Goal of the exercise:
Find all the lines in the entries below that hold the word "address" and copy them.
[Opening Data section section]
pub mod commit;
pub mod config;
pub mod control_loop;
pub mod datalog;
pub mod error;
pub mod instrument;
pub mod run_state;
pub mod settings;
pub mod shutdown;
pub mod telemetry;
pub mod transport;
pub mod types;

pub use commit::CommitOrchestrator;
pub use config::{load_config, AppConfig, PumpConfig, PumpDirection};
pub use control_loop::{ControlLoop, Controller, Event};
pub use datalog::DataLogger;
pub use error::{ControlError, ErrorKind};
pub use instrument::{
    BootFailure, ChannelHandle, Command, DeviceRole, InstrumentChannel, Instruments, Query,
};
pub use run_state::RunStateMachine;
pub use settings::SettingsStore;
pub use shutdown::{ShutdownReport, ShutdownSequencer};
pub use telemetry::{Field, TelemetryPoller, TelemetryView};
pub use types::{
    CandidateEdit, CommitResult, Outcome, Quantity, QuantitySetting, RunState, SkipReason,
    TelemetrySample, ValidRange,
};
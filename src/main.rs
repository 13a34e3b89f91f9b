use budget_queue::args::{Args, Command};
use budget_queue::{commands, Config, Error, ErrorType, Mode, Result};
use clap::Parser;
use std::path::Path;
use std::process::ExitCode;
use tracing::{debug, error, trace};
use tracing_subscriber::filter::LevelFilter;
use tracing_subscriber::EnvFilter;

#[tokio::main]
async fn main() -> ExitCode {
    let args = Args::parse();
    let log_level = args.common().log_level();
    init_logger(log_level);
    debug!("Log level set to {}", log_level.to_string().to_lowercase());

    match main_inner(args).await {
        Ok(_) => ExitCode::SUCCESS,
        Err(e) => {
            error!("Exiting with error: {e}");
            ExitCode::FAILURE
        }
    }
}

pub async fn main_inner(args: Args) -> Result<()> {
    trace!("{args:?}");
    let home = args.common().home().path();

    // When BUDGET_QUEUE_IN_TEST_MODE is set and non-empty, uploads go to an in-memory stand-in
    // that accepts everything instead of the configured endpoint.
    let mode = Mode::from_env();

    let _: () = match args.command() {
        Command::Init(init_args) => {
            commands::init(home, init_args.origin(), init_args.endpoint())
                .await?
                .print()
        }

        Command::Save(save_args) => commands::save(load(home).await?, mode, save_args.source())
            .await?
            .print(),

        Command::List => commands::list(load(home).await?, mode).await?.print(),

        Command::Drain => commands::drain(load(home).await?, mode).await?.print(),

        Command::Watch(watch_args) => {
            commands::watch(load(home).await?, mode, watch_args.clone())
                .await?
                .print()
        }

        Command::Clear => commands::clear(load(home).await?, mode).await?.print(),
    };
    Ok(())
}

async fn load(home: &Path) -> Result<Config> {
    Config::load(home)
        .await
        .map_err(|e| Error::new(ErrorType::Config, e))
}

/// Initializes the tracing subscriber.
pub fn init_logger(level: LevelFilter) {
    let filter = match std::env::var("RUST_LOG").ok() {
        // RUST_LOG exists; use it.
        Some(_) => EnvFilter::from_default_env(),
        // RUST_LOG does not exist; use the given level for this crate only.
        None => EnvFilter::new(format!(
            "budget_queue={},{}={}",
            level,
            env!("CARGO_BIN_NAME"),
            level
        )),
    };

    tracing_subscriber::fmt()
        .with_env_filter(filter)
        .with_writer(std::io::stderr)
        .init();
}
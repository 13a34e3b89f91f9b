//! Deciding when to drain: is the remote reachable, and did it just become reachable?

use crate::api::Mode;
use crate::error::Res;
use crate::Config;
use anyhow::Context;
use serde::Serialize;
use std::time::Duration;
use tokio::net::TcpStream;
use tracing::trace;
use url::Url;

/// How long a single reachability check may take.
const PROBE_TIMEOUT: Duration = Duration::from_secs(3);

/// Why a drain was started.
#[derive(Debug, Clone, Copy, PartialEq, Eq, Serialize)]
#[serde(rename_all = "snake_case")]
pub enum Trigger {
    /// The remote was reachable when the program started.
    Load,
    /// The remote became reachable after being unreachable.
    Online,
}

serde_plain::derive_display_from_serialize!(Trigger);

/// Reports whether the remote can currently be reached.
#[async_trait::async_trait]
pub(crate) trait Connectivity: Send {
    async fn is_online(&mut self) -> bool;
}

/// Considers the remote reachable when a TCP connection to its host and port succeeds.
pub(crate) struct TcpProbe {
    host: String,
    port: u16,
    timeout: Duration,
}

impl TcpProbe {
    pub(crate) fn for_url(url: &Url, timeout: Duration) -> Res<Self> {
        let host = url
            .host_str()
            .with_context(|| format!("The URL '{url}' has no host"))?
            .to_string();
        let port = url
            .port_or_known_default()
            .with_context(|| format!("The URL '{url}' has no port"))?;
        Ok(Self {
            host,
            port,
            timeout,
        })
    }
}

#[async_trait::async_trait]
impl Connectivity for TcpProbe {
    async fn is_online(&mut self) -> bool {
        let address = (self.host.as_str(), self.port);
        let online = matches!(
            tokio::time::timeout(self.timeout, TcpStream::connect(address)).await,
            Ok(Ok(_))
        );
        trace!("{}:{} online: {online}", self.host, self.port);
        online
    }
}

/// Always gives the same answer. Used by `Mode::Testing`.
pub(crate) struct FixedConnectivity(pub(crate) bool);

#[async_trait::async_trait]
impl Connectivity for FixedConnectivity {
    async fn is_online(&mut self) -> bool {
        self.0
    }
}

/// Creates the `Connectivity` for `mode`.
pub(crate) fn connectivity(config: &Config, mode: Mode) -> Res<Box<dyn Connectivity>> {
    Ok(match mode {
        Mode::Remote => Box::new(TcpProbe::for_url(config.upload_url(), PROBE_TIMEOUT)?),
        Mode::Testing => Box::new(FixedConnectivity(true)),
    })
}

/// Turns a series of online/offline observations into drain triggers.
///
/// The first observation triggers `Load` if online. After that only an offline to online
/// transition triggers (`Online`). Staying online never triggers again.
#[derive(Debug, Default, Clone)]
pub struct OnlineTracker {
    last: Option<bool>,
}

impl OnlineTracker {
    pub fn new() -> Self {
        Self::default()
    }

    pub fn observe(&mut self, online: bool) -> Option<Trigger> {
        let trigger = match (self.last, online) {
            (None, true) => Some(Trigger::Load),
            (Some(false), true) => Some(Trigger::Online),
            _ => None,
        };
        self.last = Some(online);
        trigger
    }

    /// The most recent observation, if there has been one.
    pub fn is_online(&self) -> Option<bool> {
        self.last
    }
}
use crate::commands::Out;
use crate::error::{ErrorType, IntoResult};
use crate::{Config, Result};
use anyhow::Context;
use std::path::Path;

/// Creates the home directory with:
/// - a `config.json` file pointing at `origin` (and `endpoint`, if given) with default settings
/// - the `.sent` directory for archived batches
/// - an empty local store
///
/// # Arguments
/// - `home` - The directory to create, e.g. `$HOME/budget-queue`
/// - `origin` - The base URL of the budget API, e.g. `https://budget.example.com`
/// - `endpoint` - The path records are posted to. Defaults to `/api/transaction/bulk`.
///
/// # Errors
/// - Returns an error if the directory is already initialized, the URL is invalid, or any file
///   operation fails.
pub async fn init(home: &Path, origin: &str, endpoint: Option<&str>) -> Result<Out<()>> {
    let config = Config::create(home, origin, endpoint)
        .await
        .context("Unable to create the home directory and config")
        .pub_result(ErrorType::Config)?;
    Ok(format!(
        "Created {}, records will be sent to {}",
        config.root().display(),
        config.upload_url()
    )
    .into())
}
[Closing Data section section]
Result of this exercise:
        let address = (self.host.as_str(), self.port);
            tokio::time::timeout(self.timeout, TcpStream::connect(address)).await,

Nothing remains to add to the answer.